Power level 1a | Power level 2b | Power level 3c | Mapping phase intensity (85%)d | |
---|---|---|---|---|
Subject 1 | 70 | 1.2 | 1.4 | 1.2 |
Subject 2 | 78 | 1.1 | 1.3 | 1.1 |
Subject 3 | 66 | 1.3 | 1.5 | 1.3 |
Subject 4 | 68 | 1.2 | 1.5 | 1.2 |
Subject 5 | 72 | 1.2 | 1.4 | 1.2 |
Power level 1 equals rMT, and is expressed as % of magnetic stimulator output.
Power level 2 represents an intermediate intensity between rMT and 100% of the stimulator output, and is expressed relative to rMT (i.e. rMT times).
Power level 3 represents 100% of the stimulator output, and is expressed relative to rMT (i.e. rMT times).
Mapping phase intensity is expressed relative to rMT (i.e. rMT times).

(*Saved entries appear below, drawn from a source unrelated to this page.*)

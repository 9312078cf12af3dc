/*!
  Included from https://github.com/SimonSapin/rust-forest/blob/
  5783c8be8680b84c0438638bdee07d4e4aca40ac/arena-tree/lib.rs.
  MIT license (per Cargo.toml).

A DOM-like tree data structure based on `&Node` references.

Any non-trivial tree involves reference cycles
(e.g. if a node has a first child, the parent of the child is that node).
To enable this, nodes need to live in an arena allocator
such as `arena::TypedArena` distrubuted with rustc (which is `#[unstable]` as of this writing)
or [`typed_arena::Arena`](https://crates.io/crates/typed-arena).

If you need mutability in the node’s `data`,
make it a cell (`Cell` or `RefCell`) or use cells inside of it.

*/

#![allow(dead_code)]

use std::cell::Cell;
use std::fmt;

/// A node inside a DOM-like tree.
pub struct Node<'a, T: 'a> {
    parent: Cell<Option<&'a Node<'a, T>>>,
    previous_sibling: Cell<Option<&'a Node<'a, T>>>,
    next_sibling: Cell<Option<&'a Node<'a, T>>>,
    first_child: Cell<Option<&'a Node<'a, T>>>,
    last_child: Cell<Option<&'a Node<'a, T>>>,
    pub data: T,
}

/// A simple Debug implementation that prints the children as a tree, without
/// ilooping through the various interior pointer cycles.
impl<'a, T: 'a> fmt::Debug for Node<'a, T> where T: fmt::Debug {
    fn fmt(&self, f: &mut fmt::Formatter) -> Result<(), fmt::Error> {
        // FIXME: would be better not to build a vector for the children but I
        // can't presently figure out the borrowing to use the debug_list API
        let mut children = vec![];
        let mut child = self.first_child.get();
        while let Some(inner_child) = child {
            children.push(inner_child);
            child = inner_child.next_sibling.get();
        }

        let mut struct_fmt = f.debug_struct("Node");
        struct_fmt.field("data", &self.data);
        struct_fmt.field("children", &children);
        struct_fmt.finish()?;

        Ok(())
    }
}

fn same_ref<T>(a: &T, b: &T) -> bool {
    let a: *const T = a;
    let b: *const T = b;
    a == b
}

impl<'a, T> Node<'a, T> {
    /// Create a new node from its associated data.
    ///
    /// Typically, this node needs to be moved into an arena allocator
    /// before it can be used in a tree.
    pub fn new(data: T) -> Node<'a, T> {
        Node {
            parent: Cell::new(None),
            first_child: Cell::new(None),
            last_child: Cell::new(None),
            previous_sibling: Cell::new(None),
            next_sibling: Cell::new(None),
            data: data,
        }
    }

    /// Return a reference to the parent node, unless this node is the root of the tree.
    pub fn parent(&self) -> Option<&'a Node<'a, T>> {
        self.parent.get()
    }

    /// Return a reference to the first child of this node, unless it has no child.
    pub fn first_child(&self) -> Option<&'a Node<'a, T>> {
        self.first_child.get()
    }

    /// Return a reference to the last child of this node, unless it has no child.
    pub fn last_child(&self) -> Option<&'a Node<'a, T>> {
        self.last_child.get()
    }

    /// Return a reference to the previous sibling of this node, unless it is a first child.
    pub fn previous_sibling(&self) -> Option<&'a Node<'a, T>> {
        self.previous_sibling.get()
    }

    /// Return a reference to the previous sibling of this node, unless it is a last child.
    pub fn next_sibling(&self) -> Option<&'a Node<'a, T>> {
        self.next_sibling.get()
    }

    /// Returns whether two references point to the same node.
    pub fn same_node(&self, other: &Node<'a, T>) -> bool {
        same_ref(self, other)
    }

    /// Return an iterator of references to this node and its ancestors.
    ///
    /// Call `.next().unwrap()` once on the iterator to skip the node itself.
    pub fn ancestors(&'a self) -> Ancestors<'a, T> {
        Ancestors(Some(self))
    }

    /// Return an iterator of references to this node and the siblings before it.
    ///
    /// Call `.next().unwrap()` once on the iterator to skip the node itself.
    pub fn preceding_siblings(&'a self) -> PrecedingSiblings<'a, T> {
        PrecedingSiblings(Some(self))
    }

    /// Return an iterator of references to this node and the siblings after it.
    ///
    /// Call `.next().unwrap()` once on the iterator to skip the node itself.
    pub fn following_siblings(&'a self) -> FollowingSiblings<'a, T> {
        FollowingSiblings(Some(self))
    }

    /// Return an iterator of references to this node’s children.
    pub fn children(&'a self) -> Children<'a, T> {
        Children(self.first_child.get())
    }

    /// Return an iterator of references to this node’s children, in reverse order.
    pub fn reverse_children(&'a self) -> ReverseChildren<'a, T> {
        ReverseChildren(self.last_child.get())
    }

    /// Return an iterator of references to this node and its descendants, in tree order.
    ///
    /// Parent nodes appear before the descendants.
    /// Call `.next().unwrap()` once on the iterator to skip the node itself.
    pub fn descendants(&'a self) -> Descendants<'a, T> {
        Descendants(self.traverse())
    }

    /// Return an iterator of references to this node and its descendants, in tree order.
    pub fn traverse(&'a self) -> Traverse<'a, T> {
        Traverse {
            root: self,
            next: Some(NodeEdge::Start(self)),
        }
    }

    /// Return an iterator of references to this node and its descendants, in tree order.
    pub fn reverse_traverse(&'a self) -> ReverseTraverse<'a, T> {
        ReverseTraverse {
            root: self,
            next: Some(NodeEdge::End(self)),
        }
    }

    /// Detach a node from its parent and siblings. Children are not affected.
    pub fn detach(&self) {
        let parent = self.parent.take();
        let previous_sibling = self.previous_sibling.take();
        let next_sibling = self.next_sibling.take();

        if let Some(next_sibling) = next_sibling {
            next_sibling.previous_sibling.set(previous_sibling);
        } else if let Some(parent) = parent {
            parent.last_child.set(previous_sibling);
        }

        if let Some(previous_sibling) = previous_sibling {
            previous_sibling.next_sibling.set(next_sibling);
        } else if let Some(parent) = parent {
            parent.first_child.set(next_sibling);
        }
    }

    /// Append a new child to this node, after existing children.
    pub fn append(&'a self, new_child: &'a Node<'a, T>) {
        new_child.detach();
        new_child.parent.set(Some(self));
        if let Some(last_child) = self.last_child.take() {
            new_child.previous_sibling.set(Some(last_child));
            debug_assert!(last_child.next_sibling.get().is_none());
            last_child.next_sibling.set(Some(new_child));
        } else {
            debug_assert!(self.first_child.get().is_none());
            self.first_child.set(Some(new_child));
        }
        self.last_child.set(Some(new_child));
    }

    /// Prepend a new child to this node, before existing children.
    pub fn prepend(&'a self, new_child: &'a Node<'a, T>) {
        new_child.detach();
        new_child.parent.set(Some(self));
        if let Some(first_child) = self.first_child.take() {
            debug_assert!(first_child.previous_sibling.get().is_none());
            first_child.previous_sibling.set(Some(new_child));
            new_child.next_sibling.set(Some(first_child));
        } else {
            debug_assert!(self.first_child.get().is_none());
            self.last_child.set(Some(new_child));
        }
        self.first_child.set(Some(new_child));
    }

    /// Insert a new sibling after this node.
    pub fn insert_after(&'a self, new_sibling: &'a Node<'a, T>) {
        new_sibling.detach();
        new_sibling.parent.set(self.parent.get());
        new_sibling.previous_sibling.set(Some(self));
        if let Some(next_sibling) = self.next_sibling.take() {
            debug_assert!(same_ref(next_sibling.previous_sibling.get().unwrap(), self));
            next_sibling.previous_sibling.set(Some(new_sibling));
            new_sibling.next_sibling.set(Some(next_sibling));
        } else if let Some(parent) = self.parent.get() {
            debug_assert!(same_ref(parent.last_child.get().unwrap(), self));
            parent.last_child.set(Some(new_sibling));
        }
        self.next_sibling.set(Some(new_sibling));
    }

    /// Insert a new sibling before this node.
    pub fn insert_before(&'a self, new_sibling: &'a Node<'a, T>) {
        new_sibling.detach();
        new_sibling.parent.set(self.parent.get());
        new_sibling.next_sibling.set(Some(self));
        if let Some(previous_sibling) = self.previous_sibling.take() {
            new_sibling.previous_sibling.set(Some(previous_sibling));
            debug_assert!(same_ref(previous_sibling.next_sibling.get().unwrap(), self));
            previous_sibling.next_sibling.set(Some(new_sibling));
        } else if let Some(parent) = self.parent.get() {
            debug_assert!(same_ref(parent.first_child.get().unwrap(), self));
            parent.first_child.set(Some(new_sibling));
        }
        self.previous_sibling.set(Some(new_sibling));
    }
}

macro_rules! axis_iterator {
    (#[$attr:meta] $name: ident: $next: ident) => {
        #[$attr]
        #[derive(Debug)]
        pub struct $name<'a, T: 'a>(Option<&'a Node<'a, T>>);

        impl<'a, T> Iterator for $name<'a, T> {
            type Item = &'a Node<'a, T>;

            fn next(&mut self) -> Option<&'a Node<'a, T>> {
                match self.0.take() {
                    Some(node) => {
                        self.0 = node.$next.get();
                        Some(node)
                    }
                    None => None
                }
            }
        }
    }
}

axis_iterator! {
    #[doc = "An iterator of references to the ancestors a given node."]
    Ancestors: parent
}

axis_iterator! {
    #[doc = "An iterator of references to the siblings before a given node."]
    PrecedingSiblings: previous_sibling
}

axis_iterator! {
    #[doc = "An iterator of references to the siblings after a given node."]
    FollowingSiblings: next_sibling
}

axis_iterator! {
    #[doc = "An iterator of references to the children of a given node."]
    Children: next_sibling
}

axis_iterator! {
    #[doc = "An iterator of references to the children of a given node, in reverse order."]
    ReverseChildren: previous_sibling
}

/// An iterator of references to a given node and its descendants, in tree order.
#[derive(Debug)]
pub struct Descendants<'a, T: 'a>(Traverse<'a, T>);

impl<'a, T> Iterator for Descendants<'a, T> {
    type Item = &'a Node<'a, T>;

    fn next(&mut self) -> Option<&'a Node<'a, T>> {
        loop {
            match self.0.next() {
                Some(NodeEdge::Start(node)) => return Some(node),
                Some(NodeEdge::End(_)) => {}
                None => return None,
            }
        }
    }
}

#[derive(Debug, Clone)]
pub enum NodeEdge<T> {
    /// Indicates that start of a node that has children.
    /// Yielded by `Traverse::next` before the node’s descendants.
    /// In HTML or XML, this corresponds to an opening tag like `<div>`
    Start(T),

    /// Indicates that end of a node that has children.
    /// Yielded by `Traverse::next` after the node’s descendants.
    /// In HTML or XML, this corresponds to a closing tag like `</div>`
    End(T),
}

macro_rules! traverse_iterator {
    (#[$attr:meta] $name: ident: $first_child: ident, $next_sibling: ident) => {
        #[$attr]
        #[derive(Debug)]
        pub struct $name<'a, T: 'a> {
            root: &'a Node<'a, T>,
            next: Option<NodeEdge<&'a Node<'a, T>>>,
        }

        impl<'a, T> Iterator for $name<'a, T> {
            type Item = NodeEdge<&'a Node<'a, T>>;

            fn next(&mut self) -> Option<NodeEdge<&'a Node<'a, T>>> {
                match self.next.take() {
                    Some(item) => {
                        self.next = match item {
                            NodeEdge::Start(node) => {
                                match node.$first_child.get() {
                                    Some(child) => Some(NodeEdge::Start(child)),
                                    None => Some(NodeEdge::End(node))
                                }
                            }
                            NodeEdge::End(node) => {
                                if node.same_node(self.root) {
                                    None
                                } else {
                                    match node.$next_sibling.get() {
                                        Some(sibling) => Some(NodeEdge::Start(sibling)),
                                        None => match node.parent.get() {
                                            Some(parent) => Some(NodeEdge::End(parent)),

                                            // `node.parent()` here can only be `None`
                                            // if the tree has been modified during iteration,
                                            // but silently stoping iteration
                                            // seems a more sensible behavior than panicking.
                                            None => None
                                        }
                                    }
                                }
                            }
                        };
                        Some(item)
                    }
                    None => None
                }
            }
        }
    }
}

traverse_iterator! {
    #[doc = "An iterator of the start and end edges of a given
    node and its descendants, in tree order."]
    Traverse: first_child, next_sibling
}

traverse_iterator! {
    #[doc = "An iterator of the start and end edges of a given
    node and its descendants, in reverse tree order."]
    ReverseTraverse: last_child, previous_sibling
}

#[cfg(test)]
extern crate typed_arena;

#[test]
fn it_works() {
    struct DropTracker<'a>(&'a Cell<u32>);
    impl<'a> Drop for DropTracker<'a> {
        fn drop(&mut self) {
            self.0.set(self.0.get() + 1);
        }
    }

    let drop_counter = Cell::new(0);
    {
        let mut new_counter = 0;
        let arena = typed_arena::Arena::new();
        let mut new = || {
            new_counter += 1;
            arena.alloc(Node::new((new_counter, DropTracker(&drop_counter))))
        };

        let a = new(); // 1
        a.append(new()); // 2
        a.append(new()); // 3
        a.prepend(new()); // 4
        let b = new(); // 5
        b.append(a);
        a.insert_before(new()); // 6
        a.insert_before(new()); // 7
        a.insert_after(new()); // 8
        a.insert_after(new()); // 9
        let c = new(); // 10
        b.append(c);

        assert_eq!(drop_counter.get(), 0);
        c.previous_sibling.get().unwrap().detach();
        assert_eq!(drop_counter.get(), 0);

        assert_eq!(
            b.descendants().map(|node| node.data.0).collect::<Vec<_>>(),
            [5, 6, 7, 1, 4, 2, 3, 9, 10]
        );
    }

    assert_eq!(drop_counter.get(), 10);
}
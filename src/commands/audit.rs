//! `lockdown audit [index]`

use anyhow::Result;

use super::{ensure_credentials, Privileges};
use crate::dispatch::{self, Mode, RunContext, RunSummary};
use crate::interrupt::setup_ctrlc_handler;
use crate::output::{schema, Envelope, Output, RunReport};
use crate::registry::Selection;
use crate::report::{format_result, format_summary};

pub async fn audit(
    ctx: &RunContext<'_>,
    selection: Selection,
    privileges: &Privileges,
    output: &Output,
) -> Result<i32> {
    ensure_credentials(ctx, selection, Mode::Audit, privileges, output).await?;
    setup_ctrlc_handler(ctx.cancel.clone());

    let human = !output.is_json();
    let results = dispatch::run(ctx, Mode::Audit, selection, |result| {
        if human {
            output.data(&format_result(result));
        }
    })
    .await?;
    let summary = RunSummary::from_results(&results);

    if output.is_json() {
        let report = RunReport {
            mode: Mode::Audit,
            results: &results,
            summary: &summary,
        };
        output.json(&Envelope::new(schema::AUDIT, summary.all_passed(), report))?;
    } else {
        output.data("");
        output.data(&format_summary(&summary, Mode::Audit));
    }

    Ok(summary.exit_code(Mode::Audit))
}
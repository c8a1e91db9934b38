use anyhow::{bail, Result};
use serde::Deserialize;
use std::fs;
use std::path::Path;

use crate::preconditions::SUPPORTED_MAJOR_VERSIONS;
use crate::registry::Registry;

const DEFAULT_CONFIG_FILE: &str = "lockdown.toml";
const DEFAULT_SUDO: &str = "/usr/bin/sudo";
const DEFAULT_MINISIGN: &str = "minisign";

/// Main configuration structure loaded from lockdown.toml
#[derive(Deserialize, Default, Debug)]
#[serde(deny_unknown_fields)]
pub struct Config {
    pub preconditions: Option<PreconditionsConfig>,
    pub signature: Option<SignatureConfig>,
    pub tools: Option<ToolsConfig>,
    pub settings: Option<SettingsConfig>,
}

#[derive(Deserialize, Debug, Default)]
#[serde(deny_unknown_fields)]
pub struct PreconditionsConfig {
    /// Major macOS versions to accept (e.g. [14, 15])
    pub supported_versions: Option<Vec<u32>>,
}

#[derive(Deserialize, Debug, Default)]
#[serde(deny_unknown_fields)]
pub struct SignatureConfig {
    /// minisign public key (the base64 line, starting with "RW")
    pub public_key: Option<String>,
    /// Defaults to `<executable>.minisig`
    pub signature_path: Option<String>,
}

/// External tool paths
#[derive(Deserialize, Debug, Default)]
#[serde(deny_unknown_fields)]
pub struct ToolsConfig {
    pub minisign: Option<String>,
    pub sudo: Option<String>,
}

#[derive(Deserialize, Debug, Default)]
#[serde(deny_unknown_fields)]
pub struct SettingsConfig {
    /// Setting names left out of whole-registry runs
    #[serde(default)]
    pub skip: Vec<String>,
}

impl Config {
    /// Load config from file, or return default if no config exists.
    /// If an explicit path is provided via --config, it MUST exist (error if not).
    /// If no path is provided, check ./lockdown.toml (use default if not found).
    pub fn load(path: Option<&Path>) -> Result<Self> {
        let config_path = match path {
            Some(p) => {
                if !p.exists() {
                    bail!("Config file not found: {}", p.display());
                }
                p
            }
            None => {
                let default_path = Path::new(DEFAULT_CONFIG_FILE);
                if default_path.exists() {
                    default_path
                } else {
                    return Ok(Config::default());
                }
            }
        };

        let contents = fs::read_to_string(config_path)?;
        let config: Config = toml::from_str(&contents)
            .map_err(|e| anyhow::anyhow!("Failed to parse {}: {}", config_path.display(), e))?;

        config.validate_versions()?;

        Ok(config)
    }

    fn validate_versions(&self) -> Result<()> {
        if let Some(versions) = self
            .preconditions
            .as_ref()
            .and_then(|p| p.supported_versions.as_ref())
        {
            if versions.is_empty() {
                bail!("Invalid preconditions.supported_versions: list cannot be empty");
            }
        }
        Ok(())
    }

    /// Reject skip entries that name no registered setting.
    pub fn validate(&self, registry: &Registry) -> Result<()> {
        for name in self.skipped_settings() {
            if registry.position(name).is_none() {
                bail!(
                    "Invalid settings.skip entry '{}': no such setting. Run `lockdown list` to see names.",
                    name
                );
            }
        }
        Ok(())
    }

    pub fn supported_versions(&self) -> Vec<u32> {
        self.preconditions
            .as_ref()
            .and_then(|p| p.supported_versions.clone())
            .unwrap_or_else(|| SUPPORTED_MAJOR_VERSIONS.to_vec())
    }

    /// Public key for signature verification; empty strings count as unset.
    pub fn signature_public_key(&self) -> Option<&str> {
        self.signature
            .as_ref()
            .and_then(|s| s.public_key.as_deref())
            .map(str::trim)
            .filter(|key| !key.is_empty())
    }

    pub fn signature_path(&self) -> Option<&str> {
        self.signature
            .as_ref()
            .and_then(|s| s.signature_path.as_deref())
    }

    /// Configured path if set, otherwise the bare name for PATH lookup
    pub fn minisign_path(&self) -> String {
        self.tools
            .as_ref()
            .and_then(|t| t.minisign.clone())
            .unwrap_or_else(|| DEFAULT_MINISIGN.to_string())
    }

    pub fn sudo_path(&self) -> String {
        self.tools
            .as_ref()
            .and_then(|t| t.sudo.clone())
            .unwrap_or_else(|| DEFAULT_SUDO.to_string())
    }

    pub fn skipped_settings(&self) -> &[String] {
        self.settings
            .as_ref()
            .map(|s| s.skip.as_slice())
            .unwrap_or_default()
    }
}
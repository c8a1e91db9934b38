//! Human-readable rendering of setting lists and run results.

use colored::Colorize;

use crate::dispatch::{Mode, Outcome, RunResult, RunSummary};
use crate::registry::{Registry, Requirement};

pub fn format_list(registry: &Registry) -> String {
    if registry.is_empty() {
        return "No settings registered.\n".to_string();
    }
    let mut out = String::new();
    for (index, entry) in registry.list().iter().enumerate() {
        out.push_str(&format!("{:>2}  {} ({})", index, entry.title, entry.name));
        if !entry.is_fixable() {
            out.push_str(&format!("  {}", "[audit only]".dimmed()));
        }
        if entry.requirement != Requirement::Any {
            out.push_str(&format!("  [{}]", entry.requirement.describe()).dimmed().to_string());
        }
        out.push('\n');
    }
    out
}

fn icon(outcome: Outcome) -> String {
    match outcome {
        Outcome::Passed | Outcome::Fixed => "✓".green().to_string(),
        Outcome::Failed | Outcome::FixFailed => "✗".red().to_string(),
        Outcome::Unfixable => "⚠".yellow().to_string(),
        Outcome::Skipped => "-".dimmed().to_string(),
    }
}

pub fn format_result(result: &RunResult) -> String {
    let head = format!("{} [{}] {}", icon(result.outcome), result.index, result.title);
    let note = match result.outcome {
        Outcome::Passed | Outcome::Failed => None,
        Outcome::Fixed => Some("fixed".to_string()),
        Outcome::FixFailed => Some("fix failed".to_string()),
        Outcome::Unfixable => Some("no automatic fix, change it manually".to_string()),
        Outcome::Skipped => Some("skipped".to_string()),
    };

    match (note, result.detail.as_deref()) {
        (None, None) => head,
        (None, Some(detail)) => format!("{} ({})", head, detail),
        (Some(note), None) => format!("{}: {}", head, note),
        (Some(note), Some(detail)) => format!("{}: {} ({})", head, note, detail),
    }
}

pub fn format_summary(summary: &RunSummary, mode: Mode) -> String {
    let mut lines = Vec::new();

    if summary.total == 0 {
        lines.push("No settings evaluated".yellow().bold().to_string());
    } else if summary.all_passed() {
        lines.push("All settings passed!".green().bold().to_string());
    } else {
        match mode {
            Mode::Audit => lines.push(
                format!("{}/{} settings failed", summary.failed, summary.total)
                    .red()
                    .bold()
                    .to_string(),
            ),
            Mode::Fix => {
                lines.push(format!(
                    "{}/{} settings needed fixing",
                    summary.failed, summary.total
                ));
                lines.push(format!("  {} fixed", summary.fixed));
                lines.push(format!("  {} unfixable", summary.unfixable));
                if summary.fix_failed > 0 {
                    lines.push(format!("  {} fix failed", summary.fix_failed));
                }
            }
        }
    }

    if summary.skipped > 0 {
        lines.push(format!("{} skipped", summary.skipped).dimmed().to_string());
    }

    lines.join("\n")
}
//! Common test infrastructure for lockdown integration tests.
//!
//! Provides:
//! - TestProject: Temp working directory with an optional lockdown.toml
//! - Output assertion helpers
//!
//! Tests use the compiled binary (CARGO_BIN_EXE_lockdown) instead of `cargo run`.

#![allow(dead_code)]

use std::path::PathBuf;
use std::process::{Command, Output};
use tempfile::TempDir;

/// Get the path to the compiled lockdown binary
pub fn lockdown_binary() -> String {
    env!("CARGO_BIN_EXE_lockdown").to_string()
}

/// A scratch working directory so a developer's ./lockdown.toml never leaks
/// into a test run.
pub struct TestProject {
    dir: TempDir,
}

impl TestProject {
    pub fn new() -> Self {
        Self {
            dir: TempDir::new().expect("Failed to create temp dir"),
        }
    }

    /// Project with ./lockdown.toml containing `contents`.
    pub fn with_config(contents: &str) -> Self {
        let project = Self::new();
        std::fs::write(project.path("lockdown.toml"), contents).expect("Failed to write config");
        project
    }

    pub fn path(&self, relative: &str) -> PathBuf {
        self.dir.path().join(relative)
    }

    pub fn run_lockdown(&self, args: &[&str]) -> Output {
        Command::new(lockdown_binary())
            .args(args)
            .current_dir(self.dir.path())
            .env("LOCKDOWN_NON_INTERACTIVE", "1")
            .env("NO_COLOR", "1")
            .output()
            .expect("Failed to execute lockdown")
    }

    pub fn run_lockdown_ok(&self, args: &[&str]) -> Output {
        let output = self.run_lockdown(args);
        assert!(
            output.status.success(),
            "lockdown {:?} failed:\nstdout: {}\nstderr: {}",
            args,
            stdout(&output),
            stderr(&output)
        );
        output
    }

    pub fn run_lockdown_fails(&self, args: &[&str], expected_code: i32) -> Output {
        let output = self.run_lockdown(args);
        assert_eq!(
            output.status.code(),
            Some(expected_code),
            "lockdown {:?} exit code mismatch:\nstdout: {}\nstderr: {}",
            args,
            stdout(&output),
            stderr(&output)
        );
        output
    }
}

pub fn parse_json(output: &Output) -> serde_json::Value {
    serde_json::from_slice(&output.stdout).unwrap_or_else(|e| {
        panic!(
            "stdout is not valid JSON ({}):\n{}",
            e,
            String::from_utf8_lossy(&output.stdout)
        )
    })
}

pub fn assert_stdout_contains(output: &Output, expected: &str) {
    let out = stdout(output);
    assert!(
        out.contains(expected),
        "Expected stdout to contain '{}', got:\n{}",
        expected,
        out
    );
}

pub fn assert_stderr_contains(output: &Output, expected: &str) {
    let err = stderr(output);
    assert!(
        err.contains(expected),
        "Expected stderr to contain '{}', got:\n{}",
        expected,
        err
    );
}

pub fn stdout(output: &Output) -> String {
    String::from_utf8_lossy(&output.stdout).to_string()
}

pub fn stderr(output: &Output) -> String {
    String::from_utf8_lossy(&output.stderr).to_string()
}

Motor cortex localization criteria was based on the acquisition of TMS induced CMAPs from the contralateral FDI muscle. All recordings were acquired using silver–silver chloride stick on electrodes (3M, Red Dots™, St. Paul, MN, USA). placed in a muscle belly-tendon fashion with a ground on the left shoulder. Electrode impedance was less than 5 kω with a 2 kω or less inter-electrode difference for the recording channel. The recording parameters included a bandwidth of 10–10 000 Hz (3 db down), and a recording time window of 80 ms. The volunteers were trained to relax all muscles prior to stimulation. Three TMS stimuli were applied at each intersection point of the superimposed grid with an inter-stimulus interval of 30 s, until no responses were obtained. This defined the limits of the motor map. The CMAPs were recorded along with the stimulated grid point locations on both the virtual scalp and cortical surface for off-line analysis.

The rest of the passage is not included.